Un rocher qui pèse plus de 40 tonnes repose sur le sable au-dessus de l’océan. Écrasant tous les autres rochers en vue, il est manifestement hors de propos. La réponse à la façon dont cette anomalie massive est arrivée ici ne réside probablement pas dans la vaste étendue du désert d’Atacama derrière elle, mais dans l’océan Pacifique en contrebas : il y a des centaines d’années, un tsunami a frappé la côte nord du Chili, balayant des rochers vers la terre comme des cailloux.

Le tsunami qui a secoué ce mastodonte s’est produit avant que des documents écrits n’existent dans cette partie du Chili.

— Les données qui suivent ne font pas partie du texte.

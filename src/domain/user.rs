//! User domain entity and related types.

use std::str::FromStr;

use chrono::{DateTime, Utc};
use serde::{Deserialize, Serialize};
use utoipa::ToSchema;
use uuid::Uuid;

use crate::config::{ROLE_ADMIN, ROLE_ORGANIZER, ROLE_PARTICIPANT};
use crate::errors::AppError;

/// User roles enumeration
#[derive(
    Debug, Clone, Copy, Default, PartialEq, Eq, Hash, Serialize, Deserialize, ToSchema,
)]
#[serde(rename_all = "UPPERCASE")]
pub enum UserRole {
    Admin,
    Organizer,
    #[default]
    Participant,
}

impl UserRole {
    pub fn as_str(&self) -> &'static str {
        match self {
            UserRole::Admin => ROLE_ADMIN,
            UserRole::Organizer => ROLE_ORGANIZER,
            UserRole::Participant => ROLE_PARTICIPANT,
        }
    }

    /// Check if this role has admin privileges
    pub fn is_admin(&self) -> bool {
        matches!(self, UserRole::Admin)
    }

    /// Whether a user holding this role may assign `target` to someone else.
    ///
    /// Admins assign any role; organizers may only promote participants to
    /// organizers or demote back.
    pub fn can_assign(&self, target: UserRole) -> bool {
        match self {
            UserRole::Admin => true,
            UserRole::Organizer => !target.is_admin(),
            UserRole::Participant => false,
        }
    }
}

impl FromStr for UserRole {
    type Err = AppError;

    fn from_str(s: &str) -> Result<Self, Self::Err> {
        match s.to_ascii_uppercase().as_str() {
            ROLE_ADMIN => Ok(UserRole::Admin),
            ROLE_ORGANIZER => Ok(UserRole::Organizer),
            ROLE_PARTICIPANT => Ok(UserRole::Participant),
            other => Err(AppError::validation(format!("Unknown role: {}", other))),
        }
    }
}

impl From<UserRole> for String {
    fn from(role: UserRole) -> Self {
        role.as_str().to_string()
    }
}

impl std::fmt::Display for UserRole {
    fn fmt(&self, f: &mut std::fmt::Formatter<'_>) -> std::fmt::Result {
        f.write_str(self.as_str())
    }
}

/// User domain entity
#[derive(Debug, Clone, Serialize, Deserialize)]
pub struct User {
    pub id: Uuid,
    pub email: String,
    #[serde(skip_serializing)]
    pub password_hash: String,
    pub full_name: String,
    pub phone: Option<String>,
    pub role: UserRole,
    pub created_at: DateTime<Utc>,
    pub updated_at: DateTime<Utc>,
}

impl User {
    /// Create a new user
    pub fn new(
        email: String,
        password_hash: String,
        full_name: String,
        phone: Option<String>,
        role: UserRole,
    ) -> Self {
        let now = Utc::now();
        Self {
            id: Uuid::new_v4(),
            email,
            password_hash,
            full_name,
            phone,
            role,
            created_at: now,
            updated_at: now,
        }
    }

    pub fn is_admin(&self) -> bool {
        self.role.is_admin()
    }
}

/// User profile update
#[derive(Debug, Clone, Default)]
pub struct UpdateProfile {
    pub full_name: Option<String>,
    pub phone: Option<String>,
}

/// User response (safe to return to client)
#[derive(Debug, Clone, Serialize, Deserialize, ToSchema)]
pub struct UserResponse {
    /// Unique user identifier
    #[schema(example = "550e8400-e29b-41d4-a716-446655440000")]
    pub id: Uuid,
    /// User email address
    #[schema(example = "user@example.com")]
    pub email: String,
    /// Full name
    #[schema(example = "Jane Doe")]
    pub full_name: String,
    /// Contact phone
    #[schema(example = "+1 555 0100")]
    pub phone: Option<String>,
    /// User role
    pub role: UserRole,
    /// Account creation timestamp
    pub created_at: DateTime<Utc>,
}

impl From<User> for UserResponse {
    fn from(user: User) -> Self {
        Self {
            id: user.id,
            email: user.email,
            full_name: user.full_name,
            phone: user.phone,
            role: user.role,
            created_at: user.created_at,
        }
    }
}

#[cfg(test)]
mod tests {
    use super::*;

    #[test]
    fn test_role_parsing_is_case_insensitive() {
        assert_eq!("organizer".parse::<UserRole>().unwrap(), UserRole::Organizer);
        assert_eq!("ADMIN".parse::<UserRole>().unwrap(), UserRole::Admin);
        assert!("guest".parse::<UserRole>().is_err());
    }

    #[test]
    fn test_role_serializes_uppercase() {
        let json = serde_json::to_string(&UserRole::Participant).unwrap();
        assert_eq!(json, "\"PARTICIPANT\"");
    }

    #[test]
    fn test_organizer_cannot_assign_admin() {
        assert!(UserRole::Organizer.can_assign(UserRole::Organizer));
        assert!(UserRole::Organizer.can_assign(UserRole::Participant));
        assert!(!UserRole::Organizer.can_assign(UserRole::Admin));
        assert!(UserRole::Admin.can_assign(UserRole::Admin));
        assert!(!UserRole::Participant.can_assign(UserRole::Participant));
    }

    #[test]
    fn test_response_hides_password_hash() {
        let user = User::new(
            "a@b.io".into(),
            "hash".into(),
            "A B".into(),
            None,
            UserRole::default(),
        );
        let json = serde_json::to_value(UserResponse::from(user)).unwrap();
        assert!(json.get("password_hash").is_none());
        assert_eq!(json["role"], "PARTICIPANT");
    }
}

Mais nous le savons aujourd’hui grâce au travail de détective d’un petit groupe de chercheurs qui découvrent des signes d’anciens tsunamis dans le monde entier. En utilisant un large éventail de techniques scientifiques, ces chercheurs paléotsunamis ont trouvé des preuves d’ondes colossales jusque-là non documentées. Dans le processus, leur travail révèle que les communautés côtières pourraient être beaucoup plus menacées par les tsunamis qu’elles ne le pensent.

Au fur et à mesure que les scientifiques élargissent leurs recherches, ils ont continué à trouver d’anciens tsunamis plus gros que ceux trouvés dans les archives historiques, explique James Goff, chercheur sur les paléosunamis à l’Université de Southampton, en Angleterre. Les implications sont claires : si un énorme tsunami se produisait une fois à un endroit donné, il pourrait se reproduire. La question est de savoir si nous y sommes préparés.

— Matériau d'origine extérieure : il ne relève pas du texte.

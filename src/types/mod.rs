//! Shared types for DRY compliance.

mod pagination;
mod response;

pub use pagination::{
    Paginated, PaginatedEvents, PaginatedParticipants, PaginatedUsers, PaginationMeta,
    PaginationParams,
};
pub use response::MessageResponse;
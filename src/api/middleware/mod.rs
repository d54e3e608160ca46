//! API middleware.

mod auth;
mod rate_limit;

pub use auth::{auth_middleware, require_admin, require_role, CurrentUser};
pub use rate_limit::{rate_limit_auth_middleware, rate_limit_middleware};
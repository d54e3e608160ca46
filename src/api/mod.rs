//! API layer - HTTP handlers and middleware
//!
//! This module contains all HTTP-related concerns:
//! - Request handlers
//! - Middleware (authentication, logging)
//! - Custom extractors
//! - Route definitions

pub mod extractors;
pub mod handlers;
pub mod middleware;
pub mod openapi;
pub mod routes;
pub mod state;

pub use openapi::ApiDoc;
pub use routes::{cors_layer, create_router};
pub use state::AppState;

Un tsunami est plus qu’une simple grosse vague. Les vagues conventionnelles sont généralement générées par le vent et n’impliquent que les couches supérieures de l’eau. Ils transportent relativement peu d’énergie et s’écrasent généralement sans danger sur le rivage.

Un tsunami, en revanche, est engendré par des forces géologiques – un tremblement de terre, une éruption volcanique ou le flanc d’une montagne qui s’écrase dans la mer. Un tsunami implique toute la colonne d’eau. Bien que les grands tsunamis puissent mesurer 20 mètres ou plus de hauteur – un particulièrement monstrueux s’élevant à des centaines de mètres – ils n’ont pas besoin d’être exceptionnellement grands pour causer des dégâts étendus. Au lieu de s’effondrer sur la plage, un tsunami se précipite sur le rivage comme un bélier. Après avoir parcouru des centaines de mètres ou plus à l’intérieur des terres, l’eau recule dans les profondeurs, emportant presque tout sur son passage. Mais les tsunamis laissent presque toujours des traces de leur passage, comme un rocher déplacé haut dans le désert.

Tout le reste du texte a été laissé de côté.